Both their voices can be heard on "That's You and Me," their new folk-rock CD that includes some background vocals by folk-rock legends David Crosby and Graham Nash.
Now married, the singer-songwriters will perform from 1 to 2 p.m. Saturday at Hastings Books Music & Video in the Town Plaza Shopping Center. Anastasia's parents, who live near Cape Girardeau, will hear their daughter sing publicly for the first time.
Anastasia grew up in Perryville, Biehle and Cape Girardeau, graduating from Notre Dame High School in 1989. Here people called her Stacy and her public singing experience stopped with the choirs at church and school.
Her real name, her voice and her dream were her secrets.
"I always knew I wanted to sing," she says. "I was really shy, though."
After graduation, Stacy joined her brother Patrick in California, where people who saw her driver's license insisted on calling her Anastasia. She worked three jobs -- music store, deli and hamburger joint.
"I was basically trying to survive when I got out there," she says. "You cannot always go and find your dreams right away."
Even Patrick, now a professional drummer in Nashville, didn't know Anastasia wanted to be a singer.
She says she didn't think of John as a musician at the time either. He had played in bar bands through his youth and took his solo acoustic act to Nashville for awhile.
But by the time he met Anastasia he had abandoned working as a musician. He was employed at a Burbank music store and became a guitar and keyboard technician for touring acts like Gloria Estefan, Bonnie Raitt and Crosby, Stills & Nash.
Once John realized Anastasia could sing, they began toying with recording at home. Then they moved from Burbank to the small town of Carpenteria, and a friend who was booking the music for the local avocado festival asked them to perform.
Acts were arrayed on different stages before as many as 3,000 people. The experience was the beginning of Anastasia & John as a musical entity. Now they are regulars at coffee houses and clubs in the region north of Los Angeles.
Last January, David Crosby invited the duo to accompany him on a short tour, their first as musicians. "It was short but it was still monumental for us," John says.
Among the stops were the House of Blues in Los Angeles, the Ventura Concert Theatre and Backstage in Seattle.
The experience of singing for an audience has been the best part of Anastasia's dream coming true.
"People come and see us, and they love our music," she said, still a bit amazed. "The last three or four shows there were people in the audience who sing along.
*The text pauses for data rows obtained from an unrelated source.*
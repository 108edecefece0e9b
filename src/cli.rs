// Copyright (c) 2025 Soumyadip Sarkar.
// All rights reserved.
//
// This source code is licensed under the license found in the
// LICENSE file in the root directory of this source tree.

use clap::{Arg, ArgAction, Command, crate_version, value_parser};

fn json_flags(cmd: Command) -> Command {
    cmd.arg(
        Arg::new("json")
            .long("json")
            .action(ArgAction::SetTrue)
            .help("Print as pretty JSON"),
    )
    .arg(
        Arg::new("jsonl")
            .long("jsonl")
            .action(ArgAction::SetTrue)
            .help("Print as JSON lines"),
    )
}

pub fn build_cli() -> Command {
    Command::new("spendwise")
        .version(crate_version!())
        .about("Student expense tracking, monthly budgets, and spending insights")
        .subcommand(Command::new("init").about("Initialize local storage"))
        .subcommand(
            Command::new("profile")
                .about("Onboarding and profile configuration")
                .subcommand(json_flags(
                    Command::new("show").about("Show the current profile"),
                ))
                .subcommand(
                    Command::new("set-name")
                        .about("Set your name")
                        .arg(Arg::new("name").required(true)),
                )
                .subcommand(
                    Command::new("set-college")
                        .about("Set your college name")
                        .arg(Arg::new("college").required(true)),
                )
                .subcommand(
                    Command::new("set-budget")
                        .about("Set the monthly budget")
                        .arg(Arg::new("amount").required(true)),
                )
                .subcommand(
                    Command::new("set-living")
                        .about("Set living type (hostel|home); resets categories to that type's defaults")
                        .arg(Arg::new("type").required(true)),
                )
                .subcommand(
                    Command::new("set-categories")
                        .about("Replace the category set; spec is id:name:icon[,id:name:icon...]")
                        .arg(Arg::new("spec").required(true)),
                )
                .subcommand(json_flags(
                    Command::new("categories").about("List the selected categories"),
                ))
                .subcommand(Command::new("complete").about("Mark onboarding complete"))
                .subcommand(Command::new("reset").about("Restore factory defaults")),
        )
        .subcommand(
            Command::new("expense")
                .about("Record and manage expenses")
                .subcommand(
                    Command::new("add")
                        .about("Record an expense")
                        .arg(Arg::new("amount").long("amount").required(true))
                        .arg(
                            Arg::new("category")
                                .long("category")
                                .required(true)
                                .help("Category id from the selected set"),
                        )
                        .arg(Arg::new("title").long("title"))
                        .arg(
                            Arg::new("date")
                                .long("date")
                                .help("YYYY-MM-DD or 'YYYY-MM-DD HH:MM'; defaults to now"),
                        ),
                )
                .subcommand(json_flags(
                    Command::new("list")
                        .about("List expenses")
                        .arg(Arg::new("category").long("category"))
                        .arg(
                            Arg::new("limit")
                                .long("limit")
                                .value_parser(value_parser!(usize)),
                        ),
                ))
                .subcommand(json_flags(
                    Command::new("recent")
                        .about("Most recently recorded expenses")
                        .arg(
                            Arg::new("limit")
                                .long("limit")
                                .value_parser(value_parser!(usize)),
                        ),
                ))
                .subcommand(
                    Command::new("edit")
                        .about("Update fields of an expense")
                        .arg(Arg::new("id").required(true))
                        .arg(Arg::new("amount").long("amount"))
                        .arg(Arg::new("title").long("title"))
                        .arg(Arg::new("category").long("category"))
                        .arg(Arg::new("date").long("date")),
                )
                .subcommand(
                    Command::new("remove")
                        .about("Remove an expense by id")
                        .arg(Arg::new("id").required(true)),
                )
                .subcommand(
                    Command::new("clear")
                        .about("Remove all expenses")
                        .arg(
                            Arg::new("yes")
                                .long("yes")
                                .action(ArgAction::SetTrue)
                                .help("Skip the confirmation"),
                        ),
                ),
        )
        .subcommand(json_flags(
            Command::new("insights").about("Monthly budget and spending overview"),
        ))
        .subcommand(
            Command::new("export")
                .about("Export data")
                .subcommand(
                    Command::new("expenses")
                        .about("Export all expenses")
                        .arg(
                            Arg::new("format")
                                .long("format")
                                .default_value("csv")
                                .help("csv or json"),
                        )
                        .arg(Arg::new("out").long("out").required(true)),
                ),
        )
}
That's a wonderful thing."
They recorded the CD last summer because people who were coming to their concerts wanted to take their music home.
Working for CS&N is still John's steady gig, but their musical career is certainly percolating, judging by the musical endorsements of Crosby and Nash and the high caliber of the session players on their CD.
Their co-producer was Paul Dieter, who was nominated for a Grammy for producing Jackson Browne's 1993 "I'm Alive."
John and Anastasia wrote all the songs on "That's You and Me." Their deceptively simple tunes express authentic feelings. Their voices summon favorable comparisons with Natalie Merchant, Stevie Nicks and Jackson Browne.
Robert and Viola Amschler also will have their other children -- Maria and Vincent from St. Louis, Gregory from Perryville, Patrick from Nashville and Angie of Cape Girardeau -- home for the holiday. Only one of them has ever seen Anastasia & John perform.
Viola Amschler is a former church organist who says she knew Anastasia could sing.
"But I didn't think she'd do anything with it," she said. "That's why I'm really surprised."
She loves the recording. "It's really something. And I'm really proud of her," she said.